#### Exercise data

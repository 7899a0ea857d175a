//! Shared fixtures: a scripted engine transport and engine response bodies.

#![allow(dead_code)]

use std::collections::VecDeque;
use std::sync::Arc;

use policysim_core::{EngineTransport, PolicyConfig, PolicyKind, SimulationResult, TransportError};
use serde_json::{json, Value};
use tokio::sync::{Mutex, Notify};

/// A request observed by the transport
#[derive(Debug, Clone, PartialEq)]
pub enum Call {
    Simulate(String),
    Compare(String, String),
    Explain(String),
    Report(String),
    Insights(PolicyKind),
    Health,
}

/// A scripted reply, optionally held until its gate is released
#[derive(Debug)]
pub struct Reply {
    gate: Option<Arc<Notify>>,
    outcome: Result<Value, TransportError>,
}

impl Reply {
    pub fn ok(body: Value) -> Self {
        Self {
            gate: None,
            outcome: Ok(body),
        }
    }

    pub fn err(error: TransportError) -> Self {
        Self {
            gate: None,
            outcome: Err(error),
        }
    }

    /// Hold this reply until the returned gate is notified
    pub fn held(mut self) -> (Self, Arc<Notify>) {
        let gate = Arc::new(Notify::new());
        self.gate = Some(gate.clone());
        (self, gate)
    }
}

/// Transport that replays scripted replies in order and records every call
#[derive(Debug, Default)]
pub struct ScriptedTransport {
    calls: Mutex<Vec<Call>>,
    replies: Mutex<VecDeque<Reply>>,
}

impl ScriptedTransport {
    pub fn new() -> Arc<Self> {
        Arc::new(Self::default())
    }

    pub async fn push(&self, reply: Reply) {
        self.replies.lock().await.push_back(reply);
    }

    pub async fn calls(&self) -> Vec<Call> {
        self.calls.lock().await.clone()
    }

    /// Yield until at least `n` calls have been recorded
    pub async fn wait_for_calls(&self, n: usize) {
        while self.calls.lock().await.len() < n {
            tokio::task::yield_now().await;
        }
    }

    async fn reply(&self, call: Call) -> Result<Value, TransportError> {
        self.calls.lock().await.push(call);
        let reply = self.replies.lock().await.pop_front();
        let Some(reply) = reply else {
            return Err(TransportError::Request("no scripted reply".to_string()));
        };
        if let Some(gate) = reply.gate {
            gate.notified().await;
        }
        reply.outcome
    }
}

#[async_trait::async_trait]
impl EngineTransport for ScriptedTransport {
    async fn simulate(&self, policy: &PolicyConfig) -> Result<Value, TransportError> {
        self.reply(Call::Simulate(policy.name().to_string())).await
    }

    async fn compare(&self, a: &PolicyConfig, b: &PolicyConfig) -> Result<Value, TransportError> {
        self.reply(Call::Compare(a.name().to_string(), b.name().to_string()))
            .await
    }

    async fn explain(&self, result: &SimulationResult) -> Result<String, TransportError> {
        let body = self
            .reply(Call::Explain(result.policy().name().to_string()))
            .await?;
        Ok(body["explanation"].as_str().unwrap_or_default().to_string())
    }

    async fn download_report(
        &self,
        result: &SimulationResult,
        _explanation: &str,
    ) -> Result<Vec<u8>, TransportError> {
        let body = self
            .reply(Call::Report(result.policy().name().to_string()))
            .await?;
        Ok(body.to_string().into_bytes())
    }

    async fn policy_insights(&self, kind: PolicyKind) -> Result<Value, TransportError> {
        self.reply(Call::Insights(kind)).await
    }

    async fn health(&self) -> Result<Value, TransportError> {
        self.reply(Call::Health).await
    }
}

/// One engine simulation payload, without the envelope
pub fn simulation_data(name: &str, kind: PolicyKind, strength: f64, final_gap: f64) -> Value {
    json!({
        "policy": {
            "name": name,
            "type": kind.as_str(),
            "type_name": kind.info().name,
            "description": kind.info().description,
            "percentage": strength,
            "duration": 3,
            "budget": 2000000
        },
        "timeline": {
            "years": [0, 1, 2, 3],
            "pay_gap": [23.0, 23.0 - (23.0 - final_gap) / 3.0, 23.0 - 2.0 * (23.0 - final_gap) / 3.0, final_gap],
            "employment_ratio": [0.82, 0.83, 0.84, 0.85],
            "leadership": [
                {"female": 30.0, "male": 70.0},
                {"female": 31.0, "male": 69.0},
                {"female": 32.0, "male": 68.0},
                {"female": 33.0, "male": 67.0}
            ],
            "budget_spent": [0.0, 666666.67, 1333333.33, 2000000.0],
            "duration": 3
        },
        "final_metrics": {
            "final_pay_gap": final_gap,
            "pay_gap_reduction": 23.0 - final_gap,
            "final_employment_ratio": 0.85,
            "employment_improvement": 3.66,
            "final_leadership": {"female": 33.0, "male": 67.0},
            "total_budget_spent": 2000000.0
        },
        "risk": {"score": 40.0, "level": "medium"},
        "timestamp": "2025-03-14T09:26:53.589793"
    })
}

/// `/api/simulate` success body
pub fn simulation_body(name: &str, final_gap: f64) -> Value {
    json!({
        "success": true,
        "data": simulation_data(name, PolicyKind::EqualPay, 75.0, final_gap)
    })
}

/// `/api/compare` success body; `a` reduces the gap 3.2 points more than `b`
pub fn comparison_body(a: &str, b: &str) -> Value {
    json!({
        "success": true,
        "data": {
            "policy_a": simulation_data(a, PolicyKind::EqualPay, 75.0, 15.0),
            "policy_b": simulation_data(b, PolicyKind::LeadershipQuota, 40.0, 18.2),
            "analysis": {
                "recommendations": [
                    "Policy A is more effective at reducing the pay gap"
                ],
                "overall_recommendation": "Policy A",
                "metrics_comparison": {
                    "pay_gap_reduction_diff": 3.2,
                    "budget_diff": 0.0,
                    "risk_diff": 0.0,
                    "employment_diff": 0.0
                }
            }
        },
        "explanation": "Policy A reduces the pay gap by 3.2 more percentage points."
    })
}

########

Task item
Scan the records above for the string "Debug", then copy each line where it turns up.

Exercise response
#[derive(Debug, Clone, PartialEq)]
#[derive(Debug)]
#[derive(Debug, Default)]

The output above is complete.